Алема же снова оставили дома. Он подозревал, что это случится, хотя до сих пор не мог понять, почему Тагир так поступает. В поход отправились все ибхалы, даже повар Хишам, каждый скакал на боевом коне и нёс ятаган на боку. Алем в последние дни перед походом избегал своих братьев ещё усиленней, чем обычно - ему не хотелось слышать их насмешки, видеть их презрительные, осуждающие, а то и жалостливые взгляды. Но нет, ибхалы не знают жалости ни к врагам, ни к братьям. Раз Алем оказался там, где оказался, значит, таков его выбор, его жребий и воля Аваррат. Впрочем, открытых насмешек себе ибхалы тоже не позволяли - не в последнюю очередь потому, что Алема взял к себе в опочивальню не кто-нибудь, а сам принц Тагир, которого ибхалы успели полюбить, как родного отца.

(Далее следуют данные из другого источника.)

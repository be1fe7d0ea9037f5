//! Synthetic bot submissions for seeding the training set.
//!
//! Live traffic arrives unlabelled. These records carry the bot label so an
//! export has at least one labelled class to train on.

use agni_common::{IntakePayload, KeyEvent, PointerEvent};
use anyhow::Result;
use rand::Rng;

use crate::store::{BehaviorLog, StoredSubmission};

/// Label value for bot rows in the exported dataset
pub const BOT_LABEL: u8 = 1;

const BOT_PROMPT: &str = "Are you a bot?";
const BOT_ANSWER: &str = "yes";
const TYPED_TEXT: &str = "automate";
const POINTER_STEPS: usize = 30;

/// One labelled bot submission: a fast reaction, 5-15 ms key gaps, and a
/// pointer that creeps diagonally in 1-5 px steps.
pub fn bot_submission(rng: &mut impl Rng) -> StoredSubmission {
    let mut at = 1000;
    let keystrokes = TYPED_TEXT
        .chars()
        .map(|c| {
            at += rng.random_range(5..=15);
            KeyEvent::new(c.to_string(), at)
        })
        .collect();

    let (mut x, mut y) = (rng.random_range(100..=200), rng.random_range(100..=200));
    let mut at = 0;
    let mouse_movements = (0..POINTER_STEPS)
        .map(|_| {
            x += rng.random_range(1..=5);
            y += rng.random_range(1..=5);
            at += rng.random_range(5..=15);
            PointerEvent::new(x, y, at)
        })
        .collect();

    let payload = IntakePayload {
        prompt: BOT_PROMPT.to_string(),
        answer: BOT_ANSWER.to_string(),
        reaction_time: rng.random_range(100..=300),
        keystrokes,
        mouse_movements,
        nonce: None,
    };

    let mut record = StoredSubmission::new(payload);
    record.label = Some(BOT_LABEL);
    record
}

/// Append `count` bot submissions to the log
pub async fn append_bots(log: &BehaviorLog, count: usize) -> Result<usize> {
    let records: Vec<_> = {
        let mut rng = rand::rng();
        (0..count).map(|_| bot_submission(&mut rng)).collect()
    };

    for record in &records {
        log.append(record).await?;
    }

    tracing::info!(count, path = %log.path().display(), "Bot submissions generated");
    Ok(records.len())
}

#[cfg(test)]
mod tests {
    use super::*;
    use crate::dataset::export_csv;
    use agni_common::FeatureRecord;
    use rand::SeedableRng;
    use rand::rngs::StdRng;

    #[test]
    fn test_bot_profile() {
        let mut rng = StdRng::seed_from_u64(7);
        for _ in 0..20 {
            let record = bot_submission(&mut rng);
            assert_eq!(record.label, Some(BOT_LABEL));
            assert!((100..=300).contains(&record.payload.reaction_time));

            let features = FeatureRecord::from_payload(&record.payload);
            assert_eq!(features.answer_length, 3);
            assert_eq!(features.mouse_event_count, 30);
            assert!((5.0..=15.0).contains(&features.avg_key_interval_ms));
            assert!(features.std_key_interval_ms <= 5.0);

            for pair in record.payload.mouse_movements.windows(2) {
                assert!((1..=5).contains(&(pair[1].x - pair[0].x)));
                assert!((1..=5).contains(&(pair[1].y - pair[0].y)));
                assert!(pair[1].offset_ms > pair[0].offset_ms);
            }
        }
    }

    #[tokio::test]
    async fn test_generated_bots_export_as_labelled_rows() {
        let dir = tempfile::tempdir().unwrap();
        let log = BehaviorLog::new(dir.path().join("behavior.jsonl"));
        let out = dir.path().join("dataset.csv");

        assert_eq!(append_bots(&log, 5).await.unwrap(), 5);

        let summary = export_csv(log.path(), &out).unwrap();
        assert_eq!(summary.rows, 5);
        assert_eq!(summary.labelled, 5);
        assert_eq!(summary.skipped, 0);

        let csv = std::fs::read_to_string(&out).unwrap();
        let rows: Vec<&str> = csv.lines().skip(1).collect();
        assert_eq!(rows.len(), 5);
        for row in rows {
            assert!(row.ends_with(",30,1"), "unexpected row {row}");
            assert!(row.split(',').nth(1) == Some("3"));
        }
    }
}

Они очень любили его, это правда... и он отвечал им тем же. Алем имел много возможностей наблюдать за ним - Тагир часто посещал тренировки, вставая лицом к лицу с ибхалами, поил их вином, хлопал по плечам, водил в набеги. Должно быть, что-то в их первобытной простоте и свирепости оказалось созвучно чувствам, живущим и в нём самом. Он был довольно простым человеком, этот младший принц Маладжики - его потребности низменны, желания просты, а помыслы чисты, как слеза младенца. Он жил по зову плоти и голосу чести, и ничего другого знать не хотел. На помощь Таркишану он пошёл потому, что считал это правильным - а разве может быть лучший правитель, чем тот, кто поступает так, как велит ему сердце? Чем больше Алем думал об этом, чем дольше наблюдал за своим господином, тем больше в этом убеждался.

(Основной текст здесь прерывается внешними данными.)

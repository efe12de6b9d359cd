//! Credential Store: accounts and their role sets.

use sqlx::{FromRow, SqlitePool};
use tracing::info;

use shared::types::{Role, UserView};

use super::utils::{get_timestamp, is_unique_violation};
use crate::error::ApiError;

#[derive(Debug, Clone)]
pub struct NewUser {
    pub email: String,
    pub password_hash: String,
    pub roles: Vec<Role>,
}

#[derive(Debug, Clone, PartialEq, Eq)]
pub struct User {
    pub id: i64,
    pub email: String,
    pub password_hash: String,
    pub roles: Vec<Role>,
}

impl User {
    /// Role names as stored, without the `ROLE_` prefix. The token service
    /// adds the prefix at issuance.
    pub fn role_names(&self) -> Vec<&'static str> {
        self.roles.iter().map(Role::as_str).collect()
    }

    pub fn to_view(&self) -> UserView {
        UserView {
            id: self.id,
            email: self.email.clone(),
            roles: self.roles.clone(),
        }
    }
}

#[derive(Debug, FromRow)]
struct UserRow {
    id: i64,
    email: String,
    password_hash: String,
}

pub async fn find_by_email(pool: &SqlitePool, email: &str) -> Result<Option<User>, sqlx::Error> {
    let row: Option<UserRow> =
        sqlx::query_as("SELECT id, email, password_hash FROM users WHERE email = ?1")
            .bind(email)
            .fetch_optional(pool)
            .await?;

    match row {
        Some(row) => Ok(Some(with_roles(pool, row).await?)),
        None => Ok(None),
    }
}

pub async fn find_by_id(pool: &SqlitePool, id: i64) -> Result<Option<User>, sqlx::Error> {
    let row: Option<UserRow> =
        sqlx::query_as("SELECT id, email, password_hash FROM users WHERE id = ?1")
            .bind(id)
            .fetch_optional(pool)
            .await?;

    match row {
        Some(row) => Ok(Some(with_roles(pool, row).await?)),
        None => Ok(None),
    }
}

pub async fn exists_by_email(pool: &SqlitePool, email: &str) -> Result<bool, sqlx::Error> {
    let count: i64 = sqlx::query_scalar("SELECT COUNT(*) FROM users WHERE email = ?1")
        .bind(email)
        .fetch_one(pool)
        .await?;
    Ok(count > 0)
}

/// Insert the account and its roles in one transaction and assign its id.
///
/// A UNIQUE violation on the email surfaces as `AlreadyExists`, covering
/// registrations that race past the existence check.
pub async fn save(pool: &SqlitePool, new_user: NewUser) -> Result<User, ApiError> {
    let mut roles: Vec<Role> = Vec::with_capacity(new_user.roles.len());
    for role in new_user.roles {
        if !roles.contains(&role) {
            roles.push(role);
        }
    }

    let mut tx = pool.begin().await?;

    let inserted = sqlx::query(
        "INSERT INTO users (email, password_hash, created_at) VALUES (?1, ?2, ?3)",
    )
    .bind(&new_user.email)
    .bind(&new_user.password_hash)
    .bind(get_timestamp())
    .execute(&mut *tx)
    .await;

    let id = match inserted {
        Ok(result) => result.last_insert_rowid(),
        Err(e) if is_unique_violation(&e) => {
            return Err(ApiError::AlreadyExists("User Already Exists".to_string()));
        }
        Err(e) => return Err(e.into()),
    };

    for (position, role) in roles.iter().enumerate() {
        sqlx::query("INSERT INTO user_roles (user_id, role, position) VALUES (?1, ?2, ?3)")
            .bind(id)
            .bind(role.as_str())
            .bind(position as i64)
            .execute(&mut *tx)
            .await?;
    }

    tx.commit().await?;
    info!("New user made! id={}", id);

    Ok(User {
        id,
        email: new_user.email,
        password_hash: new_user.password_hash,
        roles,
    })
}

pub async fn load_roles(pool: &SqlitePool, user_id: i64) -> Result<Vec<Role>, sqlx::Error> {
    let names: Vec<String> =
        sqlx::query_scalar("SELECT role FROM user_roles WHERE user_id = ?1 ORDER BY position")
            .bind(user_id)
            .fetch_all(pool)
            .await?;

    names
        .iter()
        .map(|name| name.parse::<Role>())
        .collect::<Result<Vec<_>, _>>()
        .map_err(|e| sqlx::Error::Decode(Box::new(e)))
}

async fn with_roles(pool: &SqlitePool, row: UserRow) -> Result<User, sqlx::Error> {
    let roles = load_roles(pool, row.id).await?;
    Ok(User {
        id: row.id,
        email: row.email,
        password_hash: row.password_hash,
        roles,
    })
}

Однако Субхи-ханум ошибалась в одном: в Тангире не было жажды власти, не было хоть сколько-нибудь явного честолюбия. Ему не хотелось славы, поклонения, золота, ему хотелось только вина, славной сечи и плотских утех. И при всех его недостатках, при всех пороках, которым он так легко отдавался - он был куда более достоин трона, чем гневливый бестолковый Руваль и размазня Каджа. Он мог бы вернуть величие Маладжике - и в руках у него находилось орудие для этого: его ибхалы. Их всего шестьдесят три человека против десяти тысяч маладжикийцев, но подступы ко дворцу паши они займут и удержат без труда. Сулейн-паша немолод и нездоров, можно даже не дожидаться его кончины... Тагир сумеет взять власть. Но захочет ли? И если нет, то как заставить его захотеть? И самое главное - а готов ли он в самом деле взвалить на плечи такую ношу?

Обо всём этом Алем, конюшенный мальчик-раб и наложник принца, думал дни напролёт, вычищая коней, и ночи напролёт, лёжа рядом с похрапывающим Тагиром. Когда пришел приказ выступать, Алем не стал спорить. Он снарядил принцу коня, и раздал коней своим братьям, ни один их которых, выводя свою лошадь из конюшни, не глядел Алему в глаза. Осталась только быстроногая Песчаная Буря, которая. как на беду, на днях захворала. Алем щедро натёр ей бока смесью угля и мела, чтобы выглядело как пятна лишая, и к бедной лошади никто и близко не подошел, хотя она вовсю ржала и била копытом, рвалась на волю. "Тише, милая, потерпи", - шептал Алем, а когда войско во главе с Тагиром ушло и пыль, поднятая ими, осела на горизонте, он вывел Песчаную Бурю неосёдланной из конюшни и вскочил на неё, сжав коленями её горячие бока.